- [Assigned task]: Hunt for the word "least" across the entries below, copying each line that holds it.

(Collection entries)
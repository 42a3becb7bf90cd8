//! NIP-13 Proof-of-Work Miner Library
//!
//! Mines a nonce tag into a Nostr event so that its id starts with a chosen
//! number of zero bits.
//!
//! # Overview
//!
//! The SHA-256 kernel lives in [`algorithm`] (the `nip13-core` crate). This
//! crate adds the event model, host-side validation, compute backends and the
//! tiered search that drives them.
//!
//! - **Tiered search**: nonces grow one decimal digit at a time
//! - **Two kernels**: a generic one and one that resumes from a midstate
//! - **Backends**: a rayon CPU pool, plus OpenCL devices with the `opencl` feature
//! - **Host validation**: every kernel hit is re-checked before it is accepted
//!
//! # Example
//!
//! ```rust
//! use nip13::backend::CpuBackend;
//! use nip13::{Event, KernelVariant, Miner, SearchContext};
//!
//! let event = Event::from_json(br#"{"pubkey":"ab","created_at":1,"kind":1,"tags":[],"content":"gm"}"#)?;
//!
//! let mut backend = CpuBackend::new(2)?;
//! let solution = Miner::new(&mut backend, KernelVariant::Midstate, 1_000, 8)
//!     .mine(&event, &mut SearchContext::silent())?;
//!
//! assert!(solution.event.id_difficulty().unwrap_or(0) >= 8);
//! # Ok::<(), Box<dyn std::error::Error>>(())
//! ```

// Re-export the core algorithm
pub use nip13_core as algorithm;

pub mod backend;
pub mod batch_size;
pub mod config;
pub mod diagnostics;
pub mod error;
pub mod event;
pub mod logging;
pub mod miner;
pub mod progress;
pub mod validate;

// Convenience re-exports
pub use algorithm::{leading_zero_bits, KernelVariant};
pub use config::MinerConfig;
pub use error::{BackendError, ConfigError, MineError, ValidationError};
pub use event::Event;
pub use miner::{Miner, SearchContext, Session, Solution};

* * *

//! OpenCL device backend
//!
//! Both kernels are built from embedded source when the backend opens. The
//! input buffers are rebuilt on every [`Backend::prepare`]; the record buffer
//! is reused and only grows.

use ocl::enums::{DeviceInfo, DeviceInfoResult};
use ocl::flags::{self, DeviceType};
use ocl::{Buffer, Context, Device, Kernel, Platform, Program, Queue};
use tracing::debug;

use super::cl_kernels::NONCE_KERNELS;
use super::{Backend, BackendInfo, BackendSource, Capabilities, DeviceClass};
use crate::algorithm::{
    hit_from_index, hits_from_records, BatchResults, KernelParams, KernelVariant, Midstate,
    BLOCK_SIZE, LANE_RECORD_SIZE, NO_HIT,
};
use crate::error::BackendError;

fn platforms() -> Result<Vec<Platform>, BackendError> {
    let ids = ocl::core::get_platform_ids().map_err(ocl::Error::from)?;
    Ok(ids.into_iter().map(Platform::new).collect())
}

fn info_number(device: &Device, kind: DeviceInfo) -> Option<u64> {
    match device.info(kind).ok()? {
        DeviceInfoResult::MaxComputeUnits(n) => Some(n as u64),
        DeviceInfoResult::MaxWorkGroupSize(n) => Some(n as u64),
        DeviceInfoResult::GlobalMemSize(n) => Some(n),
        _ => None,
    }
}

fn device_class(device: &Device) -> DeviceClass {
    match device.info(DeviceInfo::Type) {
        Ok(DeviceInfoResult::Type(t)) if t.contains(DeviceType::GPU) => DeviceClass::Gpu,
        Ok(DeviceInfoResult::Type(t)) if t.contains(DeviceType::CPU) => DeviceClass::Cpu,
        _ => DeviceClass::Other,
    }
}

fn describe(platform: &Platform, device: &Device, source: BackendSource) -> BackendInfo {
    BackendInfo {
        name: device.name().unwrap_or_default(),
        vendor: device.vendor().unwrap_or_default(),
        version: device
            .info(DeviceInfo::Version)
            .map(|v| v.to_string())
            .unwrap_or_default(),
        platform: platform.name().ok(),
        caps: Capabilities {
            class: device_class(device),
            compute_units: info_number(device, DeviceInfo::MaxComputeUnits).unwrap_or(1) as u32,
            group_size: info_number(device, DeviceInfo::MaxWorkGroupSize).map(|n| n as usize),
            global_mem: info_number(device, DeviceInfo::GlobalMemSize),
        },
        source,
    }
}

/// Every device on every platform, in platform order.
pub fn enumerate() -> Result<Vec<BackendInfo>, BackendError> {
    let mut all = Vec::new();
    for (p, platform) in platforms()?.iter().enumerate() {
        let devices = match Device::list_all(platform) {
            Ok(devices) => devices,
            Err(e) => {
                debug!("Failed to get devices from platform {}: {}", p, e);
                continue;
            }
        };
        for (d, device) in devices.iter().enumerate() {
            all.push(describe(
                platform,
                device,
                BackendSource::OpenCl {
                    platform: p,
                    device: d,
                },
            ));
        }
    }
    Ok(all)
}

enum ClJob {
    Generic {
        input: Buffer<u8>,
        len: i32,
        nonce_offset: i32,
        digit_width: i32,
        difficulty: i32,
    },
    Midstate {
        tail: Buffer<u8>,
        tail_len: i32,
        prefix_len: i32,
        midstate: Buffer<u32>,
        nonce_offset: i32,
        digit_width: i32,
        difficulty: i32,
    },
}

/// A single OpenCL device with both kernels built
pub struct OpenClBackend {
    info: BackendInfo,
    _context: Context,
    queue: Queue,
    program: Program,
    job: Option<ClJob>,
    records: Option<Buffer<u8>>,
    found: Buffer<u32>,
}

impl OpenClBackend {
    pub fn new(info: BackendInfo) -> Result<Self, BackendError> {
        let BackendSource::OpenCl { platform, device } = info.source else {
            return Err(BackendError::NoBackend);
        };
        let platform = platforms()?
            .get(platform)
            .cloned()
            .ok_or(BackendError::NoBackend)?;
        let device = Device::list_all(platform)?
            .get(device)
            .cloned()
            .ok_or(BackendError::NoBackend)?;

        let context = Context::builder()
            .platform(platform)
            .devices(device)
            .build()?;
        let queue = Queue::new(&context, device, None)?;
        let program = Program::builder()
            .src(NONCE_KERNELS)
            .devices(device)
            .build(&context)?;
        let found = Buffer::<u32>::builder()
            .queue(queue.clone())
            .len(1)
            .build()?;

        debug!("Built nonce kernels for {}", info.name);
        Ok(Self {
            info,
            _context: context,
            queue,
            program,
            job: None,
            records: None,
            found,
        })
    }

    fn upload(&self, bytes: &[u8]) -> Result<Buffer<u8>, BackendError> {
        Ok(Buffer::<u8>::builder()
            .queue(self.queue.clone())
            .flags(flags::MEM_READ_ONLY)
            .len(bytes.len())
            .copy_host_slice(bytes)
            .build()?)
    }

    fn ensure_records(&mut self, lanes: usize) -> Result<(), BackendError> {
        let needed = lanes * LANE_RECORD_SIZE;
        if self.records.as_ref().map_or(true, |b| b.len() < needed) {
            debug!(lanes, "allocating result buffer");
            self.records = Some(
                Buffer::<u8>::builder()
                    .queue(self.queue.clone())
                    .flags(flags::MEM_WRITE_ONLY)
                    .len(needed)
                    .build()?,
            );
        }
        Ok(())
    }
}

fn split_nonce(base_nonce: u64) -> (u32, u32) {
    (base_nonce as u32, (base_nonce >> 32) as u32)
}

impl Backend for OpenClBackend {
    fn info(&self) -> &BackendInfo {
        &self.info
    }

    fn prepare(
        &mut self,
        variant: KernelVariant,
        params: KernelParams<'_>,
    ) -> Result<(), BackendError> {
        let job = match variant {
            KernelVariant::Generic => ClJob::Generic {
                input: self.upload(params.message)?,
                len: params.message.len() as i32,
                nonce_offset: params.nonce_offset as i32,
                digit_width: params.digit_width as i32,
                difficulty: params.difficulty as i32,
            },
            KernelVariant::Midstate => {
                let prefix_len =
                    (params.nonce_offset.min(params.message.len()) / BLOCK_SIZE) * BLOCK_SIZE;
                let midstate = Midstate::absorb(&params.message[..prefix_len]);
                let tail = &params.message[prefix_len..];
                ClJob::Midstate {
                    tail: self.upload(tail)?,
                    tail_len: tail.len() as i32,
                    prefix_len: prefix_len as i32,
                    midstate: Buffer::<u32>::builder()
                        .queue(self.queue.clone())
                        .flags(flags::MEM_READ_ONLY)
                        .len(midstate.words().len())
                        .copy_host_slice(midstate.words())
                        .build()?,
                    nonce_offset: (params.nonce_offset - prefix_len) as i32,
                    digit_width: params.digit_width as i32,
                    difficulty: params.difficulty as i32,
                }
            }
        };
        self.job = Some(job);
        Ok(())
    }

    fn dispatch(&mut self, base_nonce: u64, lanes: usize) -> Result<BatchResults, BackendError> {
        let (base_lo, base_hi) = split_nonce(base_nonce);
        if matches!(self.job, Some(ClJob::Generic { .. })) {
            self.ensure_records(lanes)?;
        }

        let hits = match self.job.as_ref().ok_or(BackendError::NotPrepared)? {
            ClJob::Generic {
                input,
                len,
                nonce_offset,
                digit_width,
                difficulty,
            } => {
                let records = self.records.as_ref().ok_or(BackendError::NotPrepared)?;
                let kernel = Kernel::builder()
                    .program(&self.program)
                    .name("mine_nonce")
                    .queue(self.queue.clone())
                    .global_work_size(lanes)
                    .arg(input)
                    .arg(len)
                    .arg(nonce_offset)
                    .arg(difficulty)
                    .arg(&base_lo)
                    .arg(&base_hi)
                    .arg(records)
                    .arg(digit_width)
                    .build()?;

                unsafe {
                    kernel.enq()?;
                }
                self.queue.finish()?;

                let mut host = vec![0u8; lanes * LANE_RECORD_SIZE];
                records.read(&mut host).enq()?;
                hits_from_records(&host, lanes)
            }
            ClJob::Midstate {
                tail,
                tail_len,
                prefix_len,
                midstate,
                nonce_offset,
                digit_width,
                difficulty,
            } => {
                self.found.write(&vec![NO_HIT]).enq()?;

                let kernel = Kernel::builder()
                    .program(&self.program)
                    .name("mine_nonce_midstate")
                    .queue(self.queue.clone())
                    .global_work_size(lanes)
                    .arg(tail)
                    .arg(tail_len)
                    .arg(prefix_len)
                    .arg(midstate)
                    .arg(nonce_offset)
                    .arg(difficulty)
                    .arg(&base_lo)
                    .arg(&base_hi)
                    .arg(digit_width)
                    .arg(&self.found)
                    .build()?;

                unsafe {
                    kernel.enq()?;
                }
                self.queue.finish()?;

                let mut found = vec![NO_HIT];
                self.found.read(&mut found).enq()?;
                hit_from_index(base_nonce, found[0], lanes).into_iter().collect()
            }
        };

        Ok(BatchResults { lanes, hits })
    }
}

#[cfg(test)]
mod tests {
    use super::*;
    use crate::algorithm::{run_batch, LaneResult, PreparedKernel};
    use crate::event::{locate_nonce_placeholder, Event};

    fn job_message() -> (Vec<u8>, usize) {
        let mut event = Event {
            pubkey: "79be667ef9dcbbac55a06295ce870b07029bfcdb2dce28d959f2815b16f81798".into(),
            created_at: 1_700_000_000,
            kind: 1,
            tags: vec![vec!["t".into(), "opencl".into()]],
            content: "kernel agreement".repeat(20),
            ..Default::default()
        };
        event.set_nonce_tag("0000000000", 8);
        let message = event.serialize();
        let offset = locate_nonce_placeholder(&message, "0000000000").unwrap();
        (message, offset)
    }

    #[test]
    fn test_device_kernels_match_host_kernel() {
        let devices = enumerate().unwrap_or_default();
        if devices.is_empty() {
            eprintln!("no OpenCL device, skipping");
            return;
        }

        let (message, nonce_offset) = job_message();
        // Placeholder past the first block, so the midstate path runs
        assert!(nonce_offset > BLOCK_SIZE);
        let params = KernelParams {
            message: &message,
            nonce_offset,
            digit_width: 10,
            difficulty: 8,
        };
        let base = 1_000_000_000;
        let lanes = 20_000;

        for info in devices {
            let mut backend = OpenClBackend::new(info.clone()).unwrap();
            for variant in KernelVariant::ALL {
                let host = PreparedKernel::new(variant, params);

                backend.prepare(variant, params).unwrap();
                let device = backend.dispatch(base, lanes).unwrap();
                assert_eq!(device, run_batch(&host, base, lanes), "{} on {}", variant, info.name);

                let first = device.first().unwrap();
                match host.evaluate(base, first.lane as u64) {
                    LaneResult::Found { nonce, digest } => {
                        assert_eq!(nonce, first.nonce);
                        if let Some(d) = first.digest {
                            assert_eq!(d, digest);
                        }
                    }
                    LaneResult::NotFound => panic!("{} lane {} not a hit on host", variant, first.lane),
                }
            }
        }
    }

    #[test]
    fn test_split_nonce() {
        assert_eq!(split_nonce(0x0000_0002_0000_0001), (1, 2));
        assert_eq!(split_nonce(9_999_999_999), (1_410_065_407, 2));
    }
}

==

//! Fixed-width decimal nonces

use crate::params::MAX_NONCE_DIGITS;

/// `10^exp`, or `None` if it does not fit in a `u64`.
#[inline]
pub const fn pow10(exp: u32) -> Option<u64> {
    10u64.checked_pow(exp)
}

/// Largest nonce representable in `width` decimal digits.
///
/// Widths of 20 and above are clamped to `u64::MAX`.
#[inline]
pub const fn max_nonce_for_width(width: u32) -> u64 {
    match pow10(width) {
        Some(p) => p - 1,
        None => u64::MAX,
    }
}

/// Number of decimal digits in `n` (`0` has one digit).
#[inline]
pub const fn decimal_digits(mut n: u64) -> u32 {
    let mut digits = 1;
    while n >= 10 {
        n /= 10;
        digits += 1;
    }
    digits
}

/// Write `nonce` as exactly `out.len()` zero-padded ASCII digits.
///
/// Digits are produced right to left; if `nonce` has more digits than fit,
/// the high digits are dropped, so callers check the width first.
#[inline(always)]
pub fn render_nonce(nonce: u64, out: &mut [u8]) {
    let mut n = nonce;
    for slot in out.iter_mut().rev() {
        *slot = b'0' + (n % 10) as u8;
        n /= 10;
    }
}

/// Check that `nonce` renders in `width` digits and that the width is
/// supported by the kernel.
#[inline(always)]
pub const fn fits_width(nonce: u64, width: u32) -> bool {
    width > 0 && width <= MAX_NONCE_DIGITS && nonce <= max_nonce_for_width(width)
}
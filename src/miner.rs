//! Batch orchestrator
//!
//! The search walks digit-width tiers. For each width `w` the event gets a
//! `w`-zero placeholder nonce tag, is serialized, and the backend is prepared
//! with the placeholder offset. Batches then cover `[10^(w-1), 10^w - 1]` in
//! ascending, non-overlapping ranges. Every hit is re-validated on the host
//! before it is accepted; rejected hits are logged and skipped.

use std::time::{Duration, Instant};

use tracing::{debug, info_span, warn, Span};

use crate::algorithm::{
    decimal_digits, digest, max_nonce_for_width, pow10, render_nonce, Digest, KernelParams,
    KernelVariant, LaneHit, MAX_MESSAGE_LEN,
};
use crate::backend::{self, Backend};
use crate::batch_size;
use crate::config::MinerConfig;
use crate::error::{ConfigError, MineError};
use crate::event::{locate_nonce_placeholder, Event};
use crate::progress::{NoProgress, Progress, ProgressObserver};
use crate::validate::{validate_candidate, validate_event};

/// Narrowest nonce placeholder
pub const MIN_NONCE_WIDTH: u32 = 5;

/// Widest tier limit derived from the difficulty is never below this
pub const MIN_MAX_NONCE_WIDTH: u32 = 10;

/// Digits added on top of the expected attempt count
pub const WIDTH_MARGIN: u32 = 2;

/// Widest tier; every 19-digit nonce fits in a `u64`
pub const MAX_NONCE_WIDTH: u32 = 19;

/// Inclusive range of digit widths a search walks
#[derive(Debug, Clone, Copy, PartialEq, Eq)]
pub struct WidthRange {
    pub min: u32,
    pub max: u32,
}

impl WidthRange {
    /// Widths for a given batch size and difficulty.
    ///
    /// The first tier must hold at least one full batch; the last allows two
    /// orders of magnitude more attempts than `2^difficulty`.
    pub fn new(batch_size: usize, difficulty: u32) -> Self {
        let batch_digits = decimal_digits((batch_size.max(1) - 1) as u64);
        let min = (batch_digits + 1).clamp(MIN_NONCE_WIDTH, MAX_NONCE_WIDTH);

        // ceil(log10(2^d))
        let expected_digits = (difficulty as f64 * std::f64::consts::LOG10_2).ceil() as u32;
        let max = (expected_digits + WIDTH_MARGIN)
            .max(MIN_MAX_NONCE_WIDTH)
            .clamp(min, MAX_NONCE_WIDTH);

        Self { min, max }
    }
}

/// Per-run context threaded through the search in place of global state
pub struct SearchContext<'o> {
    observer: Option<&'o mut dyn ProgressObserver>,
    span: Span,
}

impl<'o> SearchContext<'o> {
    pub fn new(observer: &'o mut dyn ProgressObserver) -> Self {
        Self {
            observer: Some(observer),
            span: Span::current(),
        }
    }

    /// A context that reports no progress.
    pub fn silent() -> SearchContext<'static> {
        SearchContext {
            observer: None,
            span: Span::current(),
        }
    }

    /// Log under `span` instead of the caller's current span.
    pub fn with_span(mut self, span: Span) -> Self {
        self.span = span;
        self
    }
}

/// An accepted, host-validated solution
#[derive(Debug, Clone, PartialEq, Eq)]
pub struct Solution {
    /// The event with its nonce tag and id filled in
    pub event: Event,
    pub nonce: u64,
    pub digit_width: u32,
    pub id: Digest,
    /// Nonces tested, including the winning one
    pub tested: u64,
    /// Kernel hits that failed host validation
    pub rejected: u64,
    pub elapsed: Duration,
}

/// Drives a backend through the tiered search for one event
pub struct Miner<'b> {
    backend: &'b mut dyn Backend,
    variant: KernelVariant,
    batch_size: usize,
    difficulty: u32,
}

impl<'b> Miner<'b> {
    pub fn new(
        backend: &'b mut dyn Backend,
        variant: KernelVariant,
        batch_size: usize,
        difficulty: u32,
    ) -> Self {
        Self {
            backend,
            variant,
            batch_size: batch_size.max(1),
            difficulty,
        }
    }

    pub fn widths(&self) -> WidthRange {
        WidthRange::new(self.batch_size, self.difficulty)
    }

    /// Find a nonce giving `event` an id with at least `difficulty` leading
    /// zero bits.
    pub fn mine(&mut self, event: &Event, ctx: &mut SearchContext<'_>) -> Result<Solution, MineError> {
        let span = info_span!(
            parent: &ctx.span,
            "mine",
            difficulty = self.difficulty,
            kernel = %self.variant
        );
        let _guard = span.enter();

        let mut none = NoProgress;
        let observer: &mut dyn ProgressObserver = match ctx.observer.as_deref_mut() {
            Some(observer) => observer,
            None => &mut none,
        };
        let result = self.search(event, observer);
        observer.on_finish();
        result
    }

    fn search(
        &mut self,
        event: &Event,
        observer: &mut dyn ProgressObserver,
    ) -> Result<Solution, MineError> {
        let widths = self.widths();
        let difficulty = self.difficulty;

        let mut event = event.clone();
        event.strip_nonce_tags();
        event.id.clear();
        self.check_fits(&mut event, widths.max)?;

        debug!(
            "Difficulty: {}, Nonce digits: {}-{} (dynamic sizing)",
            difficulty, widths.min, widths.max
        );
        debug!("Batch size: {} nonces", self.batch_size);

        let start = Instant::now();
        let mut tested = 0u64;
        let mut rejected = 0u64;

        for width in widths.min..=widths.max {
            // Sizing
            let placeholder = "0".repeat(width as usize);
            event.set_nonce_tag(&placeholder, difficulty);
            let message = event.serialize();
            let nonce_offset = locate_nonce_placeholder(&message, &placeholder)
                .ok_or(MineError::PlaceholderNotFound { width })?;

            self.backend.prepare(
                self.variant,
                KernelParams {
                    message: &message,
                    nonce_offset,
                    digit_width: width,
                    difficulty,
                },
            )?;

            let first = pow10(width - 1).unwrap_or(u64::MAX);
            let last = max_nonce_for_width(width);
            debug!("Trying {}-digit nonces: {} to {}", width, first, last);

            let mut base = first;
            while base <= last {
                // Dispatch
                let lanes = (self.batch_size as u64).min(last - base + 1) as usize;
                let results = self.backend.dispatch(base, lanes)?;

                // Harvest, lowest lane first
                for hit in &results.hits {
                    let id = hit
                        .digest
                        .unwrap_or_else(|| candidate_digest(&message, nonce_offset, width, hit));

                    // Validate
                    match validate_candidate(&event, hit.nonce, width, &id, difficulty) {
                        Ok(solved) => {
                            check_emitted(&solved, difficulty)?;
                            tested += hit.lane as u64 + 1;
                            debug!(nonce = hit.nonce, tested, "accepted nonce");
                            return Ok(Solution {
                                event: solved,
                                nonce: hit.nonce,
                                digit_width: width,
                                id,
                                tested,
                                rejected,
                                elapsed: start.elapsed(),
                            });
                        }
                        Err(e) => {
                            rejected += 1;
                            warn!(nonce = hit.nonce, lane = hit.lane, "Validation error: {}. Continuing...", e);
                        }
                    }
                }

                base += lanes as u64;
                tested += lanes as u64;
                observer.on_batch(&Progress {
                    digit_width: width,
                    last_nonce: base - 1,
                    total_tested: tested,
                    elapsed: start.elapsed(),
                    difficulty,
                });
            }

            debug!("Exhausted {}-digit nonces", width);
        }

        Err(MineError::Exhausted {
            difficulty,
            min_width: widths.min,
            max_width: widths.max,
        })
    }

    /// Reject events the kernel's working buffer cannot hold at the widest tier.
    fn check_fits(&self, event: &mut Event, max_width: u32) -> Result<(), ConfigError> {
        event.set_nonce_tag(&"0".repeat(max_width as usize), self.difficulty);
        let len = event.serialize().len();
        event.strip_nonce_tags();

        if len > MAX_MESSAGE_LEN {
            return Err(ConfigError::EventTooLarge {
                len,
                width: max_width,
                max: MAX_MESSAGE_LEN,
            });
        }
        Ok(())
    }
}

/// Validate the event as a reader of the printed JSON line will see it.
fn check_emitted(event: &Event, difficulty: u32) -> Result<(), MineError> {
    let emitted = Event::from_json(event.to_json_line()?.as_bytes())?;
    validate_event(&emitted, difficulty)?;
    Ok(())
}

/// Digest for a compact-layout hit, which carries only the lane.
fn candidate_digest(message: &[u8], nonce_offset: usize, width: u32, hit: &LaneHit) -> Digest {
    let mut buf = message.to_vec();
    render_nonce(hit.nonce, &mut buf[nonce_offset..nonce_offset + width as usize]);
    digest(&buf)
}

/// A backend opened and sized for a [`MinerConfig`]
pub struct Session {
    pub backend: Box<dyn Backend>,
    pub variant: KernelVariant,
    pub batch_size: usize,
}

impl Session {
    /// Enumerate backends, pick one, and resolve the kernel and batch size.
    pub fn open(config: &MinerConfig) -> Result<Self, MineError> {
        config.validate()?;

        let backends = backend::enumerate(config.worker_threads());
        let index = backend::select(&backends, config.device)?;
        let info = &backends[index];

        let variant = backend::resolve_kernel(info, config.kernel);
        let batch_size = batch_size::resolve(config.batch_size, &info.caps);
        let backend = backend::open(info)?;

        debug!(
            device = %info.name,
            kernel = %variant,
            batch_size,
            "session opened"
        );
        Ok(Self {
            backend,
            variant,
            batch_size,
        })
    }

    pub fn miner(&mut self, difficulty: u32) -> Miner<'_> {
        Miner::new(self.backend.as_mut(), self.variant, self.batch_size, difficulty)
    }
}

- [Solution for this exercise]:
    /// The first tier must hold at least one full batch; the last allows two
    /// Find a nonce giving `event` an id with at least `difficulty` leading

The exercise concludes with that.